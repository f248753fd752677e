//! Command-line argument parsing and processing.
//!
//! Supports a default `run` command, the `schedule` preview command and the
//! shared `--config`, `--debug` and `--log` flags. Unknown options fall back
//! to the help screen instead of aborting.

/// Represents the parsed command-line arguments and their intended actions.
#[derive(Debug, PartialEq)]
pub enum CliAction {
    /// Capture one day (the default)
    Run {
        debug_enabled: bool,
        config_dir: Option<String>,
        log_file: Option<String>,
    },
    /// Print today's schedule and frame budget, then exit
    Schedule {
        debug_enabled: bool,
        config_dir: Option<String>,
    },
    /// Display help information and exit
    ShowHelp,
    /// Display version information and exit
    ShowVersion,
    /// Show help due to unknown arguments and exit
    ShowHelpDueToError,
}

/// Result of parsing command-line arguments.
pub struct ParsedArgs {
    pub action: CliAction,
}

impl ParsedArgs {
    /// Parse command-line arguments (including the program name) into an action.
    pub fn parse<I, S>(args: I) -> ParsedArgs
    where
        I: IntoIterator<Item = S>,
        S: AsRef<str>,
    {
        let args_vec: Vec<String> = args
            .into_iter()
            .skip(1)
            .map(|s| s.as_ref().to_string())
            .collect();

        let mut debug_enabled = false;
        let mut display_help = false;
        let mut display_version = false;
        let mut config_dir: Option<String> = None;
        let mut log_file: Option<String> = None;
        let mut command: Option<String> = None;
        let mut unknown_arg_found = false;

        let mut idx = 0;
        while idx < args_vec.len() {
            let arg = args_vec[idx].as_str();
            match arg {
                "--debug" | "-d" => debug_enabled = true,
                "--help" | "-h" => display_help = true,
                "--version" | "-V" | "-v" => display_version = true,
                "--config" | "-c" | "--log" | "-l" => {
                    let Some(value) = args_vec.get(idx + 1).filter(|v| !v.starts_with('-')) else {
                        log_warning!("Missing value for {arg}");
                        return ParsedArgs {
                            action: CliAction::ShowHelpDueToError,
                        };
                    };
                    if matches!(arg, "--config" | "-c") {
                        config_dir = Some(value.clone());
                    } else {
                        log_file = Some(value.clone());
                    }
                    idx += 1;
                }
                _ if arg.starts_with('-') => {
                    log_warning!("Unknown argument: {arg}");
                    unknown_arg_found = true;
                }
                _ if command.is_none() => command = Some(arg.to_string()),
                _ => {
                    log_error!("Unexpected argument: '{arg}'");
                    unknown_arg_found = true;
                }
            }
            idx += 1;
        }

        let action = if display_version {
            CliAction::ShowVersion
        } else if display_help {
            CliAction::ShowHelp
        } else if unknown_arg_found {
            CliAction::ShowHelpDueToError
        } else {
            match command.as_deref() {
                None | Some("run") | Some("r") => CliAction::Run {
                    debug_enabled,
                    config_dir,
                    log_file,
                },
                Some("schedule") | Some("s") => {
                    if log_file.is_some() {
                        log_warning!("--log only applies to the run command");
                    }
                    CliAction::Schedule {
                        debug_enabled,
                        config_dir,
                    }
                }
                Some(unknown) => {
                    log_warning!("Unknown command: {unknown}");
                    CliAction::ShowHelpDueToError
                }
            }
        };

        ParsedArgs { action }
    }

    /// Convenience method to parse from std::env::args()
    pub fn from_env() -> ParsedArgs {
        Self::parse(std::env::args())
    }
}

/// Displays version information using custom logging style.
pub fn display_version_info() {
    log_version!();
    log_pipe!();
    println!("┗ {}", env!("CARGO_PKG_DESCRIPTION"));
}

/// Displays custom help message using logger methods.
pub fn display_help() {
    log_version!();
    log_block_start!(env!("CARGO_PKG_DESCRIPTION"));
    log_block_start!("Usage:");
    log_indented!("longlapse [OPTIONS] [COMMAND]");
    log_block_start!("Options:");
    log_indented!("-c, --config <dir>     Use custom configuration directory");
    log_indented!("-d, --debug            Enable detailed debug output");
    log_indented!("-l, --log <file>       Append the run log to a file");
    log_indented!("-h, --help             Print help information");
    log_indented!("-V, --version          Print version information");
    log_block_start!("Commands:");
    log_indented!("run, r                 Capture today's timelapse (default)");
    log_indented!("schedule, s            Show the next sunrise, sunset and frame budget");
    log_end!();
}

#[cfg(test)]
mod tests {
    use super::*;

    #[test]
    fn test_parse_no_args() {
        let parsed = ParsedArgs::parse(vec!["longlapse"]);
        assert_eq!(
            parsed.action,
            CliAction::Run {
                debug_enabled: false,
                config_dir: None,
                log_file: None,
            }
        );
    }

    #[test]
    fn test_parse_run_with_flags() {
        let parsed = ParsedArgs::parse(vec![
            "longlapse",
            "-d",
            "--config",
            "/etc/longlapse",
            "run",
            "--log",
            "/var/log/longlapse.log",
        ]);
        assert_eq!(
            parsed.action,
            CliAction::Run {
                debug_enabled: true,
                config_dir: Some("/etc/longlapse".to_string()),
                log_file: Some("/var/log/longlapse.log".to_string()),
            }
        );
    }

    #[test]
    fn test_parse_schedule_command() {
        let parsed = ParsedArgs::parse(vec!["longlapse", "schedule", "-c", "/tmp/cfg"]);
        assert_eq!(
            parsed.action,
            CliAction::Schedule {
                debug_enabled: false,
                config_dir: Some("/tmp/cfg".to_string()),
            }
        );
    }

    #[test]
    fn test_version_and_help_take_precedence() {
        assert_eq!(
            ParsedArgs::parse(vec!["longlapse", "schedule", "--version"]).action,
            CliAction::ShowVersion
        );
        assert_eq!(
            ParsedArgs::parse(vec!["longlapse", "--help", "--bogus"]).action,
            CliAction::ShowHelp
        );
    }

    #[test]
    fn test_unknown_arguments_show_help() {
        assert_eq!(
            ParsedArgs::parse(vec!["longlapse", "--bogus"]).action,
            CliAction::ShowHelpDueToError
        );
        assert_eq!(
            ParsedArgs::parse(vec!["longlapse", "timelapse"]).action,
            CliAction::ShowHelpDueToError
        );
        assert_eq!(
            ParsedArgs::parse(vec!["longlapse", "run", "schedule"]).action,
            CliAction::ShowHelpDueToError
        );
    }

    #[test]
    fn test_missing_flag_value() {
        assert_eq!(
            ParsedArgs::parse(vec!["longlapse", "--config"]).action,
            CliAction::ShowHelpDueToError
        );
    }
}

▬▬▬▬▬▬▬▬▬▬

How many lines in the entries include "bogus"? Only the number is wanted.

● ANSWER FOR THIS EXERCISE: 2